Über Jahre habe er seine Neigung verborgen, berichtet Ali. "Ich habe mich geschämt, mich gefragt, was mit mir los ist, warum ich nicht bin wie die anderen. Ich stand dauernd, mein ganzes Leben lang, unter Stress. Als junger Mann bin ich auch zu einem Therapeuten gegangen. Doch in dem Moment, als die Therapie beginnen sollte, erlitt ich einen schweren Unfall, durch den ich fast ums Leben gekommen wäre. Für mich war das ein Wendepunkt.
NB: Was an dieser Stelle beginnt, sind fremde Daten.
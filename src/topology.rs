//! The simulator-side view of nodes and their IPv4 interfaces.
//!
//! Nodes and interfaces belong to whoever drives the simulation. The only state this crate ever
//! changes on them is the resolution cache handle installed by [`crate::arp::attach`].

use std::{fmt, net::Ipv4Addr, rc::Rc};

use smallvec::SmallVec;

use crate::{
    arp::ArpCache,
    error::{Error, Result},
};

identifier!(NodeId);
identifier!(IfaceId);

/// A 48-bit link-layer address.
#[derive(
    Debug,
    Default,
    Copy,
    Clone,
    PartialOrd,
    Ord,
    PartialEq,
    Eq,
    Hash,
    derive_more::From,
    serde::Serialize,
    serde::Deserialize,
)]
pub struct MacAddr([u8; 6]);

impl MacAddr {
    pub const ZERO: MacAddr = Self::new([0; 6]);

    pub const fn new(octets: [u8; 6]) -> Self {
        Self(octets)
    }

    /// The `n`th address of a sequential allocator, `00:00:00:00:00:01` being the first.
    pub fn nth(n: u64) -> Self {
        let bytes = n.to_be_bytes();
        let mut octets = [0; 6];
        octets.copy_from_slice(&bytes[2..]);
        Self(octets)
    }

    pub const fn octets(self) -> [u8; 6] {
        self.0
    }
}

impl fmt::Display for MacAddr {
    fn fmt(&self, f: &mut fmt::Formatter<'_>) -> fmt::Result {
        let [a, b, c, d, e, g] = self.0;
        write!(f, "{a:02x}:{b:02x}:{c:02x}:{d:02x}:{e:02x}:{g:02x}")
    }
}

/// An IPv4 interface bound to one network device.
#[derive(Debug, Clone, typed_builder::TypedBuilder)]
pub struct Interface {
    id: IfaceId,
    device: MacAddr,
    #[builder(default, setter(into))]
    addrs: SmallVec<[Ipv4Addr; 2]>,
    #[builder(default, setter(skip))]
    arp: Option<Rc<ArpCache>>,
}

impl Interface {
    pub fn loopback(id: IfaceId) -> Self {
        Self::builder()
            .id(id)
            .device(MacAddr::ZERO)
            .addrs(vec![Ipv4Addr::LOCALHOST])
            .build()
    }

    pub fn id(&self) -> IfaceId {
        self.id
    }

    pub fn device(&self) -> MacAddr {
        self.device
    }

    pub fn addrs(&self) -> &[Ipv4Addr] {
        &self.addrs
    }

    pub fn add_addr(&mut self, addr: Ipv4Addr) {
        self.addrs.push(addr);
    }

    /// The cache this interface resolves through, once one is attached.
    pub fn arp_cache(&self) -> Option<&Rc<ArpCache>> {
        self.arp.as_ref()
    }

    pub(crate) fn set_arp_cache(&mut self, cache: Rc<ArpCache>) {
        self.arp = Some(cache);
    }
}

/// The network-layer protocol instance of a node.
#[derive(Debug, Clone, Default)]
pub struct Ipv4Stack {
    interfaces: Vec<Interface>,
}

impl Ipv4Stack {
    /// A stack holding only the loopback interface, as a fresh internet stack install does.
    pub fn with_loopback() -> Self {
        Self {
            interfaces: vec![Interface::loopback(IfaceId::ZERO)],
        }
    }

    pub fn add_interface(&mut self, iface: Interface) {
        self.interfaces.push(iface);
    }

    pub fn next_iface_id(&self) -> IfaceId {
        IfaceId::new(self.interfaces.len())
    }

    pub fn interfaces(&self) -> &[Interface] {
        &self.interfaces
    }

    pub fn interfaces_mut(&mut self) -> &mut [Interface] {
        &mut self.interfaces
    }

    /// The first address that is not loopback, across all interfaces.
    pub fn primary_addr(&self) -> Option<Ipv4Addr> {
        self.interfaces
            .iter()
            .flat_map(|iface| iface.addrs().iter().copied())
            .find(|addr| !addr.is_loopback())
    }
}

#[derive(Debug, Clone, derive_new::new)]
pub struct Node {
    id: NodeId,
    #[new(default)]
    ipv4: Option<Ipv4Stack>,
}

impl Node {
    pub fn id(&self) -> NodeId {
        self.id
    }

    pub fn install_ipv4(&mut self, stack: Ipv4Stack) {
        self.ipv4 = Some(stack);
    }

    pub fn ipv4(&self) -> Option<&Ipv4Stack> {
        self.ipv4.as_ref()
    }

    pub fn ipv4_mut(&mut self) -> Option<&mut Ipv4Stack> {
        self.ipv4.as_mut()
    }

    pub(crate) fn require_ipv4(&self) -> Result<&Ipv4Stack> {
        self.ipv4.as_ref().ok_or(Error::MissingIpStack { node: self.id })
    }

    pub(crate) fn require_ipv4_mut(&mut self) -> Result<&mut Ipv4Stack> {
        let node = self.id;
        self.ipv4.as_mut().ok_or(Error::MissingIpStack { node })
    }
}

#[derive(Debug, Clone, Default)]
pub struct Topology {
    nodes: Vec<Node>,
}

impl Topology {
    /// A single /24 infrastructure network. Every node gets an IPv4 stack with loopback plus one
    /// wireless interface; node `i` is assigned host `i + 1` of `network` and the `i + 1`th
    /// sequential MAC address. Node 0 is the access point.
    pub fn bss(nr_nodes: usize, network: Ipv4Addr) -> Result<Self> {
        // Host 0 is the network address and 255 is broadcast
        if nr_nodes > 254 {
            return Err(Error::AddressSpaceExhausted {
                network,
                nodes: nr_nodes,
            });
        }
        let [a, b, c, _] = network.octets();
        let mut topology = Self::default();
        for i in 0..nr_nodes {
            let host = (i + 1) as u8;
            let mut stack = Ipv4Stack::with_loopback();
            let iface = Interface::builder()
                .id(stack.next_iface_id())
                .device(MacAddr::nth(i as u64 + 1))
                .addrs(vec![Ipv4Addr::new(a, b, c, host)])
                .build();
            stack.add_interface(iface);
            let mut node = Node::new(NodeId::new(i));
            node.install_ipv4(stack);
            topology.add_node(node);
        }
        Ok(topology)
    }

    pub fn add_node(&mut self, node: Node) {
        self.nodes.push(node);
    }

    pub fn len(&self) -> usize {
        self.nodes.len()
    }

    pub fn is_empty(&self) -> bool {
        self.nodes.is_empty()
    }

    pub fn nodes(&self) -> &[Node] {
        &self.nodes
    }

    pub fn nodes_mut(&mut self) -> &mut [Node] {
        &mut self.nodes
    }

    pub fn node(&self, id: NodeId) -> Option<&Node> {
        self.nodes.iter().find(|n| n.id == id)
    }
}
Ich sagte mir, mein Leben ist mir ein zweites Mal geschenkt worden. Das wollte ich nun auf meine eigene Weise leben. Ich sagte die Therapie ab und nahm meine Neigung innerlich an." Natürlich sei es schwer gewesen: "Alle Minderheiten im Iran haben Probleme. Menschen wie wir werden nicht nur nach den Gesetzen der Regierung zum Tode verurteilt, sie werden jeden Tag Tausende Male in Ihrem Wesen getötet, Sie müssen jeden Tag eine Rolle spielen, Sie werden jeden Tag beurteilt. Die Wunden einiger Menschen sind unsichtbar".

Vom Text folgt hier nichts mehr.